- **Input records**:
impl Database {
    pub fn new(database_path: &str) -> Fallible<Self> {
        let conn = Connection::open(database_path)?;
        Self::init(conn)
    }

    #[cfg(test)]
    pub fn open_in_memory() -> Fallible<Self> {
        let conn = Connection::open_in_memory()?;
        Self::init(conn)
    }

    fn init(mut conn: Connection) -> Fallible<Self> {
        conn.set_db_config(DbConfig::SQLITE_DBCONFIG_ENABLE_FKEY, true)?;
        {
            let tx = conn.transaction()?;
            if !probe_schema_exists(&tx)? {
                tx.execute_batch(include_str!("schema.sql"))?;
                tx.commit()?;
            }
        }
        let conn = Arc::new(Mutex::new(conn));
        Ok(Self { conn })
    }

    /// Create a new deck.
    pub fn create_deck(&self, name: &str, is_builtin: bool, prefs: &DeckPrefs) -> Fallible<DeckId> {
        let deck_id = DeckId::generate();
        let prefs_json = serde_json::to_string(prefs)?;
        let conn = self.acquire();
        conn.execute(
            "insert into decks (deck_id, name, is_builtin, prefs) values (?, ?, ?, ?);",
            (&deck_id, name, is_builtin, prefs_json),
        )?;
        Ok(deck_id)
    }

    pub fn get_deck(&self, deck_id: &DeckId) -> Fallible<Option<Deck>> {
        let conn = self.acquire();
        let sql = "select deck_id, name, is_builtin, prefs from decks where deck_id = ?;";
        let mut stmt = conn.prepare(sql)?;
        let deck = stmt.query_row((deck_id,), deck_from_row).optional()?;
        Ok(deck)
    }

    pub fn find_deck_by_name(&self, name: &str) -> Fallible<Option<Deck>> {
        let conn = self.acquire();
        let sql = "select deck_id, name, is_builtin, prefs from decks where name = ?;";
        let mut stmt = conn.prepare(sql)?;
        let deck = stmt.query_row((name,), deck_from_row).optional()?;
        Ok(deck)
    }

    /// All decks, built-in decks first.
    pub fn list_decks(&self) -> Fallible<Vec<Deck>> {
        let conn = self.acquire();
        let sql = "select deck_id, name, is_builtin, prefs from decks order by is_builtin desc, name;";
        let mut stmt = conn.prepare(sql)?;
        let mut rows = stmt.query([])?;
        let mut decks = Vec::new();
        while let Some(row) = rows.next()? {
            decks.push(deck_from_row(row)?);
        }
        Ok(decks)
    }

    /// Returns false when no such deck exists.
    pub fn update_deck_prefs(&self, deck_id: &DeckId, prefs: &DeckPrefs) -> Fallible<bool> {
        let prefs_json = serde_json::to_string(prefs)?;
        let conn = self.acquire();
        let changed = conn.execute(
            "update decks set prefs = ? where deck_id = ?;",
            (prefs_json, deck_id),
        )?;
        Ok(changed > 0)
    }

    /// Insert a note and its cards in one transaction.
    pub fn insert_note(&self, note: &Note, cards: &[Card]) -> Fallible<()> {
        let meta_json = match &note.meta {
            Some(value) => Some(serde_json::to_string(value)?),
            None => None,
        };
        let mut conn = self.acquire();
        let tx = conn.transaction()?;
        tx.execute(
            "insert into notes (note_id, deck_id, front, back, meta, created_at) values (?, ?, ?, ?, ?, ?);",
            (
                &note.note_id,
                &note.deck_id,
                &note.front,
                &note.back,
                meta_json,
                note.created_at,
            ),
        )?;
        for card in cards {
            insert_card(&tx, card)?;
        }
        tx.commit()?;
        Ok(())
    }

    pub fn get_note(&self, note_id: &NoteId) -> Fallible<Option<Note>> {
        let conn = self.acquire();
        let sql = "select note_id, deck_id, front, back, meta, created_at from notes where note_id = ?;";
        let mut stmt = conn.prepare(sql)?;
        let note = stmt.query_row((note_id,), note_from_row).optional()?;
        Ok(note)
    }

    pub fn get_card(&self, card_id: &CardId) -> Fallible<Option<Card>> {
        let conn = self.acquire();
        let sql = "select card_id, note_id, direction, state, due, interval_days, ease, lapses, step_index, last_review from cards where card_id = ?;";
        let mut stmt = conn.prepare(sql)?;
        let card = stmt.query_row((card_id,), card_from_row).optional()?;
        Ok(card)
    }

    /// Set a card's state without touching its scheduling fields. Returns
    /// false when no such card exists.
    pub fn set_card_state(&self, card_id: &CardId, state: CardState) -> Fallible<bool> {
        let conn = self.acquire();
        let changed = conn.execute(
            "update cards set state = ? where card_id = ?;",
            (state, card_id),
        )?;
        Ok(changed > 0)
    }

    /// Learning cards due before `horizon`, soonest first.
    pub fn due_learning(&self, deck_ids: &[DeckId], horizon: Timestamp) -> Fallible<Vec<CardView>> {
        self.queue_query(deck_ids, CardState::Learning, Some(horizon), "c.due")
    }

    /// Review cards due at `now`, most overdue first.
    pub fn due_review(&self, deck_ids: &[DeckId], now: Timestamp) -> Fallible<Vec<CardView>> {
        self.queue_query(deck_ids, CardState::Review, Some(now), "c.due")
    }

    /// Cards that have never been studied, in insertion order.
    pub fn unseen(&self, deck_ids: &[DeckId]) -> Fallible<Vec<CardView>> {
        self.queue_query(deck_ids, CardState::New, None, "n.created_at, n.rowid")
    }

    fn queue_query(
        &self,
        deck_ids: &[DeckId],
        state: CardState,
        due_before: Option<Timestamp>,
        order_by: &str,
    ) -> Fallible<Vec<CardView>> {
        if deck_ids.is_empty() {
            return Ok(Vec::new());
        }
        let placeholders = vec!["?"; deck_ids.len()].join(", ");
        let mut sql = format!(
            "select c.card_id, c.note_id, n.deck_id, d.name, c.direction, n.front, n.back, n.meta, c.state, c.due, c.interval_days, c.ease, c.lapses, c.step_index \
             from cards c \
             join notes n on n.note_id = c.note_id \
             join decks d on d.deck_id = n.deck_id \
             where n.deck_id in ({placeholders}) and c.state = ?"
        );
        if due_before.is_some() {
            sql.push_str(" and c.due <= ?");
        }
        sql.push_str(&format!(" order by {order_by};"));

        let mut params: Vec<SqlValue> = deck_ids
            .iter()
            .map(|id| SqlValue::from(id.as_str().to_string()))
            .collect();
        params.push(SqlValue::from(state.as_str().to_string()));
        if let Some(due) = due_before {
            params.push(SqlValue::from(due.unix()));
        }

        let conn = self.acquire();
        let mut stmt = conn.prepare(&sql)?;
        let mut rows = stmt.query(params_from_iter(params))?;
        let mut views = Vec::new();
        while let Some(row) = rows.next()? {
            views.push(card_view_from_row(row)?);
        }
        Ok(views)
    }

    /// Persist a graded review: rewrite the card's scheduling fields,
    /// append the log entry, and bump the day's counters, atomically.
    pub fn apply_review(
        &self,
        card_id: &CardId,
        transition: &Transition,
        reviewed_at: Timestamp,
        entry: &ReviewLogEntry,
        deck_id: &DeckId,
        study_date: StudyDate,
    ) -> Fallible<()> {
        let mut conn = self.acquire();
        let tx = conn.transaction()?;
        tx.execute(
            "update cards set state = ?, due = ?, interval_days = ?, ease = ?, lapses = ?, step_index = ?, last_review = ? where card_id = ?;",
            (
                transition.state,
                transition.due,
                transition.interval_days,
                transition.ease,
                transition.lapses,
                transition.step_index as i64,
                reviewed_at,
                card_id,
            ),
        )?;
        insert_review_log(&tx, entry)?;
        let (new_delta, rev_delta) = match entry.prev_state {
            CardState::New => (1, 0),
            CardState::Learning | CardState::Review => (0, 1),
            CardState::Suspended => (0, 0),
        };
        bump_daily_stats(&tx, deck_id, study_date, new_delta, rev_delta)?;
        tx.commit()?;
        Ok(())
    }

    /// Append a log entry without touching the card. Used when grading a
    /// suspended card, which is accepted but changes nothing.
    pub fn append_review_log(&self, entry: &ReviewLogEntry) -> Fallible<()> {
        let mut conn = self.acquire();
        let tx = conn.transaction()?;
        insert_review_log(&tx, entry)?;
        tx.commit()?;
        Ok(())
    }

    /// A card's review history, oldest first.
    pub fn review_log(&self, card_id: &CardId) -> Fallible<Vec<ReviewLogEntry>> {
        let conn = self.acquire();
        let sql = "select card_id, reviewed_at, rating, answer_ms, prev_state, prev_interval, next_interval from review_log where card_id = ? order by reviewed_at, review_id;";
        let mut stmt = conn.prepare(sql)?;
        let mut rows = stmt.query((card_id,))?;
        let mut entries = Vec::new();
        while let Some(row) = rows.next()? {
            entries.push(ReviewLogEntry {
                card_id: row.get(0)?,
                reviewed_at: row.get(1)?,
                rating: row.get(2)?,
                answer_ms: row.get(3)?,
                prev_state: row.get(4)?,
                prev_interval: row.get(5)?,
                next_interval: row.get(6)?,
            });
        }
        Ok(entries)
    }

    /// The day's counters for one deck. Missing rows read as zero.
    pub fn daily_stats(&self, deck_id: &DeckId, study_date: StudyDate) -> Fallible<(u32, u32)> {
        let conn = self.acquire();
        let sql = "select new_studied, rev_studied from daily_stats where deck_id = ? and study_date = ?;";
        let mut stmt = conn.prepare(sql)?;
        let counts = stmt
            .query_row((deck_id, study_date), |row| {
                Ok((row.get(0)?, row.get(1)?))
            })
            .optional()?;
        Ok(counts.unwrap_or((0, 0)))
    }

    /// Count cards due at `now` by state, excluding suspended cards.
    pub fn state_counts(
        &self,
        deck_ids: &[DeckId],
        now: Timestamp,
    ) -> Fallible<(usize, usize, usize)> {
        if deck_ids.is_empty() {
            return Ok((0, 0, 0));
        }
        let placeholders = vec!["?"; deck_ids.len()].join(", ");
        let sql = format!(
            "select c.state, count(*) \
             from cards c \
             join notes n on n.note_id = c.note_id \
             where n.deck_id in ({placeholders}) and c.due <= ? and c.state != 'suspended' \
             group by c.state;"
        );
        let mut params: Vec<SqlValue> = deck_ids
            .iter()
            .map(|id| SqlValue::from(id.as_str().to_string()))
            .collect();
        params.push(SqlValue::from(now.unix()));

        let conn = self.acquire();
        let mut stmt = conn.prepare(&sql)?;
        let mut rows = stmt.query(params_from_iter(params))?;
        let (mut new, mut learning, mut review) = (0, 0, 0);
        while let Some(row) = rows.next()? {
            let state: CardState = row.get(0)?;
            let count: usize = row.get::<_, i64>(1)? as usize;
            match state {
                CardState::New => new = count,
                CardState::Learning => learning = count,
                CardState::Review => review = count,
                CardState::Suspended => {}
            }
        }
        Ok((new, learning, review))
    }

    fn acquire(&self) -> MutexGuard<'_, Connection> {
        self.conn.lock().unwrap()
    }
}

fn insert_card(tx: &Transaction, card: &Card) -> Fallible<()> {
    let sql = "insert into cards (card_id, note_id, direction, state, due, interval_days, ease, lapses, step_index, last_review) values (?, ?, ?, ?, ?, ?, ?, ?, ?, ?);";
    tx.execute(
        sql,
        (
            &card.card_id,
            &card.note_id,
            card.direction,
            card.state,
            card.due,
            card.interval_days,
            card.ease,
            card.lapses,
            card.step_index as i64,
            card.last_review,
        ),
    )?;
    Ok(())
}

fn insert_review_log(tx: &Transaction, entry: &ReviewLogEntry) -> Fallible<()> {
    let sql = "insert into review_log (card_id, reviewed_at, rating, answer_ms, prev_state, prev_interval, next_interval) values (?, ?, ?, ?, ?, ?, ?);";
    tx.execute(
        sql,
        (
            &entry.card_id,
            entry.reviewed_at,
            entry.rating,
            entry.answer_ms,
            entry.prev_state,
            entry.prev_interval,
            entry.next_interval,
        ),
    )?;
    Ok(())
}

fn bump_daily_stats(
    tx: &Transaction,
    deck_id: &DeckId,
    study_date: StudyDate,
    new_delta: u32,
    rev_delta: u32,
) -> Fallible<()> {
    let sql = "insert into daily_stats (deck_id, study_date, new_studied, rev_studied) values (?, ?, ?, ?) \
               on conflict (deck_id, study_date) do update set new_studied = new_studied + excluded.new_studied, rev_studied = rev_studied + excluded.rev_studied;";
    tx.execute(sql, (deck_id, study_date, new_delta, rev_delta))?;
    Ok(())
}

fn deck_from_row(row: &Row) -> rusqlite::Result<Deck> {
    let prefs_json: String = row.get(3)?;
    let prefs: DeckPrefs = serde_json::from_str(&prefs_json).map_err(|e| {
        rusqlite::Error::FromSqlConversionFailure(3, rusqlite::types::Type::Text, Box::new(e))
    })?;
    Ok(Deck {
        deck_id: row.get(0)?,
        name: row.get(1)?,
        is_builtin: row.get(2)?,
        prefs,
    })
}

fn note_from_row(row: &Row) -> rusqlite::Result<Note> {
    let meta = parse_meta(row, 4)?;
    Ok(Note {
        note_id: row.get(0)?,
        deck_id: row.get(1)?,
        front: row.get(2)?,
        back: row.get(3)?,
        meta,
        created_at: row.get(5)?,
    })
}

- **Instructions to follow**: Filter the entries above down to the lines that contain "DeckPrefs".

- **The completed task**:
    pub fn create_deck(&self, name: &str, is_builtin: bool, prefs: &DeckPrefs) -> Fallible<DeckId> {
    pub fn update_deck_prefs(&self, deck_id: &DeckId, prefs: &DeckPrefs) -> Fallible<bool> {
    let prefs: DeckPrefs = serde_json::from_str(&prefs_json).map_err(|e| {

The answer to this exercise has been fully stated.